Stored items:
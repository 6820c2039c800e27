//! Aggregation error types

use thiserror::Error;

use crate::types::ColumnType;

/// Argument validation failure of an aggregation function
///
/// Positions are zero-based indexes into the caller's argument list.
#[derive(Error, Debug, Clone, PartialEq)]
pub enum ValidationError {
    /// No function with this name
    #[error("Unknown aggregation function '{0}'")]
    UnknownFunction(String),

    /// Wrong number of arguments
    #[error("{function} expects {expected} argument(s), got {actual}")]
    WrongArgumentCount {
        /// Function name
        function: &'static str,
        /// Required argument count
        expected: usize,
        /// Supplied argument count
        actual: usize,
    },

    /// Argument names a column missing from the projection
    #[error("Argument {position}: column '{column}' not found")]
    UnknownColumn {
        /// Argument position
        position: usize,
        /// Column name as supplied
        column: String,
    },

    /// Column exists but its type is not accepted
    #[error("Argument {position}: column '{column}' has type {actual}, {function} accepts {allowed:?}")]
    DisallowedColumnType {
        /// Function name
        function: &'static str,
        /// Argument position
        position: usize,
        /// Column name
        column: String,
        /// Column type found
        actual: ColumnType,
        /// Types the function accepts at this position
        allowed: Vec<ColumnType>,
    },

    /// Numeric or time literal could not be parsed
    #[error("Argument {position}: malformed literal '{value}': {reason}")]
    MalformedLiteral {
        /// Argument position
        position: usize,
        /// Literal as supplied
        value: String,
        /// Why parsing failed
        reason: String,
    },
}

impl ValidationError {
    /// Argument position the error refers to, if any
    pub fn position(&self) -> Option<usize> {
        match self {
            ValidationError::UnknownColumn { position, .. }
            | ValidationError::DisallowedColumnType { position, .. }
            | ValidationError::MalformedLiteral { position, .. } => Some(*position),
            ValidationError::UnknownFunction(_) | ValidationError::WrongArgumentCount { .. } => None,
        }
    }
}

/// Failures while folding chunks or merging aggregates
#[derive(Error, Debug, Clone, PartialEq)]
pub enum AggregationError {
    /// Aggregates of different shapes cannot be merged
    #[error("Cannot merge {left} aggregate with {right} aggregate")]
    ShapeMismatch {
        /// Shape of the left operand
        left: &'static str,
        /// Shape of the right operand
        right: &'static str,
    },

    /// Buffers of different lengths cannot be merged
    #[error("Cannot merge buffers of length {left} and {right}")]
    LengthMismatch {
        /// Length of the left buffer
        left: usize,
        /// Length of the right buffer
        right: usize,
    },

    /// Chunk lacks a column the aggregator is bound to
    #[error("Column {column} missing from chunk")]
    MissingColumn {
        /// Column index
        column: usize,
    },

    /// Chunk column type differs from the bound type
    #[error("Column {column} holds {actual}, expected a {expected} column")]
    ColumnTypeMismatch {
        /// Column index
        column: usize,
        /// Type found in the chunk
        actual: ColumnType,
        /// Kind of column expected
        expected: &'static str,
    },
}
//! Integration tests for the partition-aware planner
//!
//! These tests validate planning across partitions:
//! - Whole-plan delegation when every leaf lives in one partition
//! - Recursive splitting of joins and set operations
//! - Label and series-key fan-out over distinct planners
//! - Planner construction from TOML configuration

use std::collections::BTreeMap;
use std::sync::{Arc, Mutex};

use kuba_planner::config::PlannerConfig;
use kuba_planner::query::{
    BinaryJoin, BinaryOperator, Cardinality, ColumnFilter, Dispatcher, ExecNode, ExecPlan,
    LocalPartitionPlanner, LogicalPlan, PartitionPlanner, QueryContext, QueryError,
    QueryErrorKind, QueryResult, RangeParams, RemotePartitionPlanner, SinglePartitionPlanner,
};
use kuba_planner::types::TimeRange;

// ============================================================================
// Helper Functions
// ============================================================================

/// Records every plan it is asked to materialize
#[derive(Debug)]
struct RecordingPlanner {
    name: String,
    calls: Mutex<Vec<(String, String)>>,
}

impl RecordingPlanner {
    fn new(name: &str) -> Arc<Self> {
        Arc::new(Self {
            name: name.to_string(),
            calls: Mutex::new(Vec::new()),
        })
    }

    fn calls(&self) -> Vec<(String, String)> {
        self.calls.lock().unwrap().clone()
    }
}

impl PartitionPlanner for RecordingPlanner {
    fn name(&self) -> &str {
        &self.name
    }

    fn materialize(&self, plan: &LogicalPlan, context: &QueryContext) -> QueryResult<ExecPlan> {
        self.calls
            .lock()
            .unwrap()
            .push((plan.kind_name().to_string(), context.orig_query_text.clone()));
        Ok(ExecPlan::leaf(
            ExecNode::RemoteQuery {
                partition: self.name.clone(),
                query_text: context.orig_query_text.clone(),
                range_params: context.params.range_params,
            },
            Dispatcher::Local,
            context,
        ))
    }
}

**PROBLEM TO SOLVE**
In the data above, each line holding "Mutex" is to be found and copied.

**WRITTEN SOLUTION**
use std::sync::{Arc, Mutex};
    calls: Mutex<Vec<(String, String)>>,
            calls: Mutex::new(Vec::new()),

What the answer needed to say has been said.